Le elezioni anticipate del Paese catalano disegnano uno scenario complesso: il cammino indipendentista per ora rallenta, l’Europa tira un sospiro di sollievo. Prosegue la crisi del partito socialista.
Le elezioni anticipate per il rinnovo del parlamento regionale della Catalogna, convocate dal governatore catalano Artur Mas sull’onda di una gigantesca manifestazione per l’indipendenza svoltasi a Barcellona lo scorso settembre, hanno complicato il quadro politico del ‘motore industriale’ della Spagna: Mas, che sperava di ottenere per il suo partito nazionalista moderato Convergencia i Uniò (CiU) la maggioranza assoluta di 68 seggi per poter governare da una posizione di forza e intraprendere un duro confronto con Madrid, è crollato invece da 62 seggi a 50. Grande vincitrice è la seconda forza uscita dalle urne, il partito indipendentista di sinistra Esquerra Republicana de Catalunya (Erc), passata da 10 a 21 seggi.
Al partito di Mas resta la maggioranza relativa e guiderà di nuovo il governo, ma non potrà essere – come ha dovuto ammettere lo stesso governatore commentando a caldo la vittoria-sconfitta davanti ai suoi sostenitori – “unico responsabile della governabilità” della Catalogna. Il leader di CiU ha confermato quanto già detto prima del voto, cioè che anche senza maggioranza assoluta vuole “andare avanti” col processo di consultazione referendaria sull’indipendenza – che il governo centrale di Madrid taccia di incostituzionalità. Ma ha anche ammesso che per “guidare un processo difficile” come quello di indipendenza “serviva un governo forte, con una maggioranza eccezionale”, che non c’è stata. In un’apparente profferta di alleanza agli indipendentisti repubblicani, Mas ha detto che gli obiettivi del suo nuovo governo devono essere la ripresa della crescita, dell’occupazione e delle spese sociali: riferimenti, soprattutto gli ultimi due, cari alle sinistre, che hanno sempre rimproverato al governo di CiU di aver attuato troppi tagli a sanità e istruzione, in sintonia con l’austerity imposta da Madrid e Bruxelles.

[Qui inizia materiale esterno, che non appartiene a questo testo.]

use crate::errors::KegError;
use std::io::BufRead;

#[derive(Debug, Clone, Copy, PartialEq, Eq, Hash)]
pub enum ObjectKind {
    Blob,
    Tree,
    Commit,
    Tag,
}

impl ObjectKind {
    pub fn as_str(&self) -> &str {
        match self {
            ObjectKind::Blob => "blob",
            ObjectKind::Tree => "tree",
            ObjectKind::Commit => "commit",
            ObjectKind::Tag => "tag",
        }
    }

    /// Parse the envelope header `<kind> <size>\0` from the reader.
    ///
    /// Leaves the reader positioned at the first payload byte and returns the
    /// kind together with the declared payload size, which the caller must
    /// check against the actual payload length.
    pub fn parse_header(data_reader: &mut impl BufRead) -> anyhow::Result<(ObjectKind, usize)> {
        let mut kind = Vec::new();
        data_reader.read_until(b' ', &mut kind)?;
        if kind.pop() != Some(b' ') {
            anyhow::bail!("truncated object header: missing kind separator");
        }

        let kind = String::from_utf8(kind)?;
        let kind = ObjectKind::try_from(kind.as_str())?;

        let mut size = Vec::new();
        data_reader.read_until(b'\0', &mut size)?;
        if size.pop() != Some(b'\0') {
            anyhow::bail!("truncated object header: missing size terminator");
        }

        let size = String::from_utf8(size)?
            .parse::<usize>()
            .map_err(|err| anyhow::anyhow!("invalid object size: {err}"))?;

        Ok((kind, size))
    }
}

impl TryFrom<&str> for ObjectKind {
    type Error = anyhow::Error;

    fn try_from(value: &str) -> anyhow::Result<Self> {
        match value {
            "blob" => Ok(ObjectKind::Blob),
            "tree" => Ok(ObjectKind::Tree),
            "commit" => Ok(ObjectKind::Commit),
            "tag" => Ok(ObjectKind::Tag),
            _ => Err(KegError::UnknownObjectKind(value.to_string()).into()),
        }
    }
}

impl std::fmt::Display for ObjectKind {
    fn fmt(&self, f: &mut std::fmt::Formatter<'_>) -> std::fmt::Result {
        write!(f, "{}", self.as_str())
    }
}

Esquerra Republicana, per bocca del suo leader Oriol Junqueras, nei primi commenti si è mostrata conciliante e pronta a venire incontro al partito di Mas, ma una convivenza al governo delle due formazioni – che al momento sembrerebbe l’ipotesi più probabile – non si preannuncia facile. CiU, partito della borghesia catalana imprenditoriale di centro-destra, appare ora sempre più diviso fra la corrente più progressista e indipendentista di Convergència, e quella più conservatrice di Uniò: quest’ultima non ha mai apprezzato la ‘svolta’ filoindipendentista di Mas e vede un’alleanza con Esquerra come fumo negli occhi. Nel partito potrebbe prepararsi un regolamento di conti per punire Mas per il pessimo risultato elettorale riportato. Già in serata Mas ha moderato i toni sull’indipendenza, affermando che intende sì portare avanti il progetto di referendum – perché una chiara maggioranza di partiti sono a favore di una consultazione popolare – ma ha frenato su uno “Stato proprio”: per questo obiettivo “bisognerà continuare a lavorare e rafforzare la maggioranza”, ha detto Mas. I socialisti catalani, partito tradizionalmente forte e maggioritario nella città di Barcellona, sono scesi invece al terzo posto anche se hanno limitato i danni rispetto alle previsioni della vigilia perdendo ‘solo’ 8 deputati contro i 10 che si temevano.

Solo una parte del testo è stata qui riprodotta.